México vive una actividad sísmica permanente, en promedio, registra cerca de 58 sismos al día, de acuerdo con el Servicio Sismológico Nacional, una frecuencia que obliga a replantear la manera en que se evalúa la seguridad de edificios, hospitales, hoteles e infraestructura estratégica.
A esto se suma su ubicación en el Cinturón de Fuego del Pacífico, una de las zonas con mayor actividad sísmica del mundo. Los recientes sismos en Venezuela y el registrado en Chiapas —con efectos en Oaxaca, Guerrero, Puebla y Ciudad de México— dejan claro que la actividad es constante y no conoce fronteras.
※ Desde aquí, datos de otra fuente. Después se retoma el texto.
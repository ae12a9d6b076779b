//! # Polynomials in one variable
//!
//! a module
//! 1) turns a String like "2x^2 + 3x + 4" into a sparse polynomial (degree -> coefficient)
//! 2) turns a polynomial back into a canonical string for printing and control of results
//! 3) evaluates, integrates and subtracts polynomials
//!
//!# Example
//! ```
//! use RustedPolyArea::symbolic::polynomial::Polynomial;
//! let f1 = Polynomial::parse("x^2 + 1").unwrap();
//! let f2 = Polynomial::parse("x").unwrap();
//! println!("f1(x) = {}, f2(x) = {}", f1, f2);
//! assert_eq!(f1.evaluate(2.0), 5.0);
//! // ∫_0^3 x dx = 4.5
//! assert_eq!(f2.definite_integral(0.0, 3.0).unwrap(), 4.5);
//! // |∫_0^1 (x^2 + 1 - x) dx| = 5/6
//! let area = f1.abs_area_between(&f2, 0.0, 1.0).unwrap();
//! assert!((area - 5.0 / 6.0).abs() < 1e-12);
//! ```
/// sparse polynomial type, zero tolerance and approximate comparison
pub mod polynomial;
/// errors of parsing and area computations
pub mod poly_error;
/// tokenizer and parser: String -> Polynomial
pub mod parse_poly;
/// Polynomial -> canonical String
pub mod poly_format;
/// evaluation, antiderivative, definite integral, difference of polynomials
pub mod poly_calculus;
El riesgo es compartido en toda la región, lo que refuerza la urgencia de apostar por la prevención estructural basada en datos.
“El monitoreo estructural continuo cobra especial relevancia antes de que ocurra un sismo. En urbes como la Ciudad de México, permite conocer el estado real de infraestructura crítica, ya sea en el metro, puentes, vialidades, escuelas, hospitales y hoteles, entre otros. Contar con información previa de cómo se comporta cada estructura es clave para prevenir riesgos y tomar mejores decisiones”, señala Felipe Martínez, CEO de Huella Estructural.
El reto no son únicamente los grandes terremotos sino los movimientos recurrentes, ya que incluso aquellos que no provocan daños visibles, pueden generar un deterioro progresivo que pasa desapercibido durante años.
“El riesgo no siempre es evidente mediante inspecciones tradicionales después de un sismo. Muchas veces el daño es acumulativo e imperceptible, lo que incrementa la vulnerabilidad con el tiempo si no se mide de forma continua”, añade Martínez.
Vigilancia continua
Hoy existen sistemas de monitoreo basados en sensores e Internet de las Cosas (IoT) que mediante sensores registran variables como vibraciones, inclinaciones y desplazamientos en tiempo real para detectar anomalías antes de que se conviertan en un riesgo.
“El monitoreo estructural convierte datos en decisiones. Permite anticipar mantenimientos, priorizar intervenciones y evitar costos mayores derivados de daños no detectados a tiempo”, señala Martínez.
El impacto también es económico: reparar una estructura dañada puede ser hasta siete veces más costoso que invertir en mantenimiento preventivo. Sin embargo, en México aún no existe una normativa generalizada que obligue al monitoreo estructural continuo, lo que abre una oportunidad para anticiparse a riesgos antes de que se materialicen.
El monitoreo de salud estructural (SHM) permite evolucionar de un enfoque reactivo a uno preventivo. Esto incrementa la seguridad al tiempo que permite planificar mantenimientos, optimizar recursos y garantizar la continuidad operativa de infraestructura clave.
“El Pacífico debe avanzar hacia esquemas de monitoreo y prevención estructural. No se trata de generar alarma, sino de fortalecer la resiliencia de las ciudades. Hoy la diferencia está en qué tan preparados están los edificios para resistir un sismo y seguir operando de forma segura”, concluye Martínez.